Task data Start Marker

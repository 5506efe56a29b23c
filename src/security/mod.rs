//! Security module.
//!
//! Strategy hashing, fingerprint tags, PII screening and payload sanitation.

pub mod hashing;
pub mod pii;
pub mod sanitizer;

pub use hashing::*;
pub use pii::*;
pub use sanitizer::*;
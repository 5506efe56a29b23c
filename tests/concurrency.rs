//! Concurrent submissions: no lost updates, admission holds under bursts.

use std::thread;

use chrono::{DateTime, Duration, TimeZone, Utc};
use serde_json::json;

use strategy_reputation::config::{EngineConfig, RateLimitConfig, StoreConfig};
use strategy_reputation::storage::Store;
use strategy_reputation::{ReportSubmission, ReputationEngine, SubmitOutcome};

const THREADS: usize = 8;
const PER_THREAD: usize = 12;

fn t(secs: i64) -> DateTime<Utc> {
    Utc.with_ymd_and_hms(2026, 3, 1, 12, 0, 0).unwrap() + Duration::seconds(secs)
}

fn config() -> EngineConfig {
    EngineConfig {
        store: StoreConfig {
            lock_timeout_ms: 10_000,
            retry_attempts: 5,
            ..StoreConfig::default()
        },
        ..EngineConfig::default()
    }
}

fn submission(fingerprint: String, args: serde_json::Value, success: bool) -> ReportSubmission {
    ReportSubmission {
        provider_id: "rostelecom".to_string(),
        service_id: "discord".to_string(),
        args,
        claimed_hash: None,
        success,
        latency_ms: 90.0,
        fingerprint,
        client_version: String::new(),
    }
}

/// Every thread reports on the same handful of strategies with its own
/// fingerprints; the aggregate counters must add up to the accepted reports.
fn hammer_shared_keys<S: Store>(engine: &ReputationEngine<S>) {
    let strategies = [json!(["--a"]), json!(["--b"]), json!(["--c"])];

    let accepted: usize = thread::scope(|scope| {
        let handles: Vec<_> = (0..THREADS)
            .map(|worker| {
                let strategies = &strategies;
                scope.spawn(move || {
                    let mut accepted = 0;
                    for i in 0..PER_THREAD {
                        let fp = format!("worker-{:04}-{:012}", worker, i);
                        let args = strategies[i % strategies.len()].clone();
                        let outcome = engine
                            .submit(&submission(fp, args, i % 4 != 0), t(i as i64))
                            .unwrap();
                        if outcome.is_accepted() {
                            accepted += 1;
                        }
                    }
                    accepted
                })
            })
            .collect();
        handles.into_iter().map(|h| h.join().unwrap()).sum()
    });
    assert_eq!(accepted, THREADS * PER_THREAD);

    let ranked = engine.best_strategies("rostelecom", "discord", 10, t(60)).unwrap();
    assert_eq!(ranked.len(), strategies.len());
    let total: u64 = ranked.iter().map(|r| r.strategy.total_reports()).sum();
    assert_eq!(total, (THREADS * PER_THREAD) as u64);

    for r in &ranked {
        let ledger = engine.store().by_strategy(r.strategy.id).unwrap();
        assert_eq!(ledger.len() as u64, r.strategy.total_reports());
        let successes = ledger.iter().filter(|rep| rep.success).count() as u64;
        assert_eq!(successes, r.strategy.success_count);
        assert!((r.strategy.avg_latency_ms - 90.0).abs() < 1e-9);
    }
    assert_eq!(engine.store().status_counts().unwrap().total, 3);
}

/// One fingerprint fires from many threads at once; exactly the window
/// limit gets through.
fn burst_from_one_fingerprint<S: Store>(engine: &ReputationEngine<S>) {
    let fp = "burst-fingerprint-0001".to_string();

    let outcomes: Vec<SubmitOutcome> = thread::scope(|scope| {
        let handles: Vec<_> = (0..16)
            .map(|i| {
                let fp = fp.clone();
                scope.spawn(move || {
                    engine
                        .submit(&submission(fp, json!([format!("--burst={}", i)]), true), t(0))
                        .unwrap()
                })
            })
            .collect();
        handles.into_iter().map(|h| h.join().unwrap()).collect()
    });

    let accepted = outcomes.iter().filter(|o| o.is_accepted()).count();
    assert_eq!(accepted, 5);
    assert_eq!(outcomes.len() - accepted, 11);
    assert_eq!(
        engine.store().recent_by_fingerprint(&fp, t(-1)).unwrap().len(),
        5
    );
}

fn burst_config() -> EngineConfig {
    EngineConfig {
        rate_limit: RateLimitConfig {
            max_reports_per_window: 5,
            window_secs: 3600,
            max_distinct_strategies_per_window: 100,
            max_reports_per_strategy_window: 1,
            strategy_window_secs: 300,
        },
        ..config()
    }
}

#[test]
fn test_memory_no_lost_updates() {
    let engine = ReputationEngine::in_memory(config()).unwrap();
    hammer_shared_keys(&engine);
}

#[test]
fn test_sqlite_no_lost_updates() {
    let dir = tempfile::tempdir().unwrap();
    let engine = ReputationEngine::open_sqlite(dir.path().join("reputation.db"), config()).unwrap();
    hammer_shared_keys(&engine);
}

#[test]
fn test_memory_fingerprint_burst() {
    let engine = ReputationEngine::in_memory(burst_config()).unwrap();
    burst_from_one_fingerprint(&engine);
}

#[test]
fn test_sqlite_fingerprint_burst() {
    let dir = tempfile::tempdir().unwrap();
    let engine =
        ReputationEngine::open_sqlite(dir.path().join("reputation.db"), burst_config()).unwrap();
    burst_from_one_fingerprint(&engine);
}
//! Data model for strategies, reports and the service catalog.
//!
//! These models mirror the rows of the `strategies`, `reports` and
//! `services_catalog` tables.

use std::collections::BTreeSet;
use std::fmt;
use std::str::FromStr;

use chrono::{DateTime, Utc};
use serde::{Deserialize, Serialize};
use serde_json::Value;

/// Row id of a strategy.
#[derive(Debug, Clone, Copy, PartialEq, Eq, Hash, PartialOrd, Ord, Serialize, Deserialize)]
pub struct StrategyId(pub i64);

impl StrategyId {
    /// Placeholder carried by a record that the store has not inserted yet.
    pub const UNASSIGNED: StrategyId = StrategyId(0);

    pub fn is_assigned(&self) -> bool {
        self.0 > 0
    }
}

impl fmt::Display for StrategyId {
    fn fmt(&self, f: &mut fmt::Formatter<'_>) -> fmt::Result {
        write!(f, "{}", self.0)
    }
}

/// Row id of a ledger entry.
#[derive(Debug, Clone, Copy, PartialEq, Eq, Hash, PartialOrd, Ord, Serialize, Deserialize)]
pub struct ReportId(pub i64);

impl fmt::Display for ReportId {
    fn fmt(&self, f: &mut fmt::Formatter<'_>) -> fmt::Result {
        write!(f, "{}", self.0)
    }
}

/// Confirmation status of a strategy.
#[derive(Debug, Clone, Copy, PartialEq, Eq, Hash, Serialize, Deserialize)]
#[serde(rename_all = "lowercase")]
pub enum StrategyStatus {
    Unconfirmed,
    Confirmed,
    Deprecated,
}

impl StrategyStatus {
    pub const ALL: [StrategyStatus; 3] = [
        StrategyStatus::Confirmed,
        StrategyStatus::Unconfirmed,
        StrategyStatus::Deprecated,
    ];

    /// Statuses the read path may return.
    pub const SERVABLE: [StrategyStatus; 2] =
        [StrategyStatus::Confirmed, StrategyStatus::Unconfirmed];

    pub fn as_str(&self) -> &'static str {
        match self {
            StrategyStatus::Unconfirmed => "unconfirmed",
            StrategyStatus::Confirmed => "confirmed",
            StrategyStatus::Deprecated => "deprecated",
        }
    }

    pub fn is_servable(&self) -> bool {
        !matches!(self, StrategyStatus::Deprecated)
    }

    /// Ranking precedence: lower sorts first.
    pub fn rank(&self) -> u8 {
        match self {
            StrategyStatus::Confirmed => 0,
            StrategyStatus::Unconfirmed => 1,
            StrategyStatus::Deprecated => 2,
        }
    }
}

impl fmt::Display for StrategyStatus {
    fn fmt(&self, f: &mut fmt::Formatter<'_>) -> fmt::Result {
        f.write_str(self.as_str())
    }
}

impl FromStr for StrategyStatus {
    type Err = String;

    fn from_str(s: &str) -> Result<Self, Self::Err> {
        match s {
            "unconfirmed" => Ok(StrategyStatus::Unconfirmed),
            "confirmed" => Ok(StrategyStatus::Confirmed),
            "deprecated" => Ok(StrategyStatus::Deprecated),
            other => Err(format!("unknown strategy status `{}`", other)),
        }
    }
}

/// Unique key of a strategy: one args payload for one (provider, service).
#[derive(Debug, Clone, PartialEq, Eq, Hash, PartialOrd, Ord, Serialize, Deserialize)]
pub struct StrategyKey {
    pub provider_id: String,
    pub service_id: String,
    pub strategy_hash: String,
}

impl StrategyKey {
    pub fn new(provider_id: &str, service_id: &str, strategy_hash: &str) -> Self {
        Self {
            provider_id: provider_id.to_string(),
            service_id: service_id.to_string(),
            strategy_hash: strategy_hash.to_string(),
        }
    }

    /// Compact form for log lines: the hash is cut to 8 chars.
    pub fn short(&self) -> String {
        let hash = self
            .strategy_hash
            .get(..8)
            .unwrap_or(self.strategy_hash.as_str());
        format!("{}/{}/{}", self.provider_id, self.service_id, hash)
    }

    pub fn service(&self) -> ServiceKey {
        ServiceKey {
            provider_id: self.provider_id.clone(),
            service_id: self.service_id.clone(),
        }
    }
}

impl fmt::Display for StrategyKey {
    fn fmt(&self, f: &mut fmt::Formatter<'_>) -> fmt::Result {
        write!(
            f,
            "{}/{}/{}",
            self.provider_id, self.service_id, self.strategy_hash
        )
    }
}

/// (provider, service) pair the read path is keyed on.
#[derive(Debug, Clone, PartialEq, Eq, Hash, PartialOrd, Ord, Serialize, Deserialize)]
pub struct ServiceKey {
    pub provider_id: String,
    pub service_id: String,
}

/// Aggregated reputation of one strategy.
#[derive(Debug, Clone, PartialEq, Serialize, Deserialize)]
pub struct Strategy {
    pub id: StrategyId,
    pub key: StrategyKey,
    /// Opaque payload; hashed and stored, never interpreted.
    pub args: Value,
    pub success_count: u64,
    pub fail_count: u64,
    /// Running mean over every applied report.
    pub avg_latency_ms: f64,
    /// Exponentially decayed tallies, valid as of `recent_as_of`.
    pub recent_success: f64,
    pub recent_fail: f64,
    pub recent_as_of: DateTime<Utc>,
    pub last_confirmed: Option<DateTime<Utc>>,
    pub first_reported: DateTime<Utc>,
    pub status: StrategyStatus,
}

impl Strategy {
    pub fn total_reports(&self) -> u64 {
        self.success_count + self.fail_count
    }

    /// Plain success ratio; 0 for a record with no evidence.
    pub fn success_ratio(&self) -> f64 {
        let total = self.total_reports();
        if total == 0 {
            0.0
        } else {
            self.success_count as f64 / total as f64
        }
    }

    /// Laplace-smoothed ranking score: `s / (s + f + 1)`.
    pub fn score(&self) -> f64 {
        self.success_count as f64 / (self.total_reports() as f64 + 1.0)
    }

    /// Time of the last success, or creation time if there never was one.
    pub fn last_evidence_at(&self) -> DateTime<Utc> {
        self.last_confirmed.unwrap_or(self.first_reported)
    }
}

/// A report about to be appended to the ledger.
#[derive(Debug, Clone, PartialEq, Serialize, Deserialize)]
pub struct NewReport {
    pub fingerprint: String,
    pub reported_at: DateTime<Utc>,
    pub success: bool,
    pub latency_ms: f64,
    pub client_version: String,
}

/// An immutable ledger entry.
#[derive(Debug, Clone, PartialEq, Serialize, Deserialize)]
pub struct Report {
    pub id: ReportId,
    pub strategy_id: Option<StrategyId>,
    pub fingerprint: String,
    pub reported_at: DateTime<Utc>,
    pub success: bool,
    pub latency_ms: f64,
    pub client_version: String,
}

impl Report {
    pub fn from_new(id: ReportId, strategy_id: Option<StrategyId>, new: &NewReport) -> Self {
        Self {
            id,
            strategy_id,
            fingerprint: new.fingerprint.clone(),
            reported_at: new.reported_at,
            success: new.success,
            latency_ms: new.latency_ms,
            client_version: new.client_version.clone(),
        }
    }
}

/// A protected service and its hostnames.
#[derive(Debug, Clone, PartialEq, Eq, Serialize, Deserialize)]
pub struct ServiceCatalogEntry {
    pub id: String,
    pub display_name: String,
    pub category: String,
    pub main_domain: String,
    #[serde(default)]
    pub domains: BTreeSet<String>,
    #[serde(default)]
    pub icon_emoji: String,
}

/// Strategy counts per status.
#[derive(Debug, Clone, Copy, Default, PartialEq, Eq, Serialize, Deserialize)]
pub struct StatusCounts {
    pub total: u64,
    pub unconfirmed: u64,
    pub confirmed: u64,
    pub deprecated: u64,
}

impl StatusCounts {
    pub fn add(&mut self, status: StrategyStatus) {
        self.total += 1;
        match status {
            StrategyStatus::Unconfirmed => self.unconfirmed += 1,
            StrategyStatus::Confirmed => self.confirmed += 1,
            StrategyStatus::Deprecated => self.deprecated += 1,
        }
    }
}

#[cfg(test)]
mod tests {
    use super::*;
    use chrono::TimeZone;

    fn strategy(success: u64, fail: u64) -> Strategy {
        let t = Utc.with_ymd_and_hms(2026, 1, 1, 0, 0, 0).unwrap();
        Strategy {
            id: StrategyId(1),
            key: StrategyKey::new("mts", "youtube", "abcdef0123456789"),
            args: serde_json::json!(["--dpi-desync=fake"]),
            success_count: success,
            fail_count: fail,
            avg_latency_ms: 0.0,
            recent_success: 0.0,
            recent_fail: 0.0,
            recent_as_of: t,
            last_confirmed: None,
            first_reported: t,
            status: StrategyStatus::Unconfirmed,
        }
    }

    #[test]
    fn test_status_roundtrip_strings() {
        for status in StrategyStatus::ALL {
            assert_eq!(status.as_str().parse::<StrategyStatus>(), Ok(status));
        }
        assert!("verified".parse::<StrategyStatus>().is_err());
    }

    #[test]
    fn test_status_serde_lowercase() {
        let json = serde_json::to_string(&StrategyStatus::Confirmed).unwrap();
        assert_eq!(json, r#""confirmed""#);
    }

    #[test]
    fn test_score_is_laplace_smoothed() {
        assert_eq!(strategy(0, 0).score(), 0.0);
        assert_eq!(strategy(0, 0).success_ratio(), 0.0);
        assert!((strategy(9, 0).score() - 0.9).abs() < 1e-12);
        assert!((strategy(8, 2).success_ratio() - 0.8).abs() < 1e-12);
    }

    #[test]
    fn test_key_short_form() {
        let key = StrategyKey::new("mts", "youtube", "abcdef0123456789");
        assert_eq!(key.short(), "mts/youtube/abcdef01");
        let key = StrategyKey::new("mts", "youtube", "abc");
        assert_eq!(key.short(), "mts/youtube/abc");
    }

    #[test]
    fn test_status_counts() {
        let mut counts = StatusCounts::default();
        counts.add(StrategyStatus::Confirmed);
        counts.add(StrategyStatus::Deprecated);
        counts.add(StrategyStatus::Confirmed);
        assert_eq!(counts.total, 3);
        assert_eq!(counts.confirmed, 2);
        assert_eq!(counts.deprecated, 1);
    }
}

Task data End Marker

**Exercise requirements:** Among the entries, work out how many lines include the word "Value". Answer with that number only.

**Response:** 3